:: Exercise description ::
Write out again only the lines running from the one that contains "logging system from" to the end of the records below, including both the first and the last.

:: Records from a collection ::
----

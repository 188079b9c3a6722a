//! Logging utilities and structured logging support

pub use log::{debug, error, info, trace, warn};

/// Initialize the logging system from `RUST_LOG`
pub fn init() {
    env_logger::init();
}

/// Initialize the logging system with a default level filter.
///
/// `RUST_LOG` still wins when it is set. Calling this twice is harmless.
pub fn init_with_level(level: &str) {
    let env = env_logger::Env::default().default_filter_or(level);
    if env_logger::Builder::from_env(env).try_init().is_err() {
        log::debug!("Logger already initialized, keeping existing configuration");
    }
}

----

:: Completed exercise ::
/// Initialize the logging system from `RUST_LOG`
pub fn init() {
    env_logger::init();
}

/// Initialize the logging system with a default level filter.
///
/// `RUST_LOG` still wins when it is set. Calling this twice is harmless.
pub fn init_with_level(level: &str) {
    let env = env_logger::Env::default().default_filter_or(level);
    if env_logger::Builder::from_env(env).try_init().is_err() {
        log::debug!("Logger already initialized, keeping existing configuration");
    }
}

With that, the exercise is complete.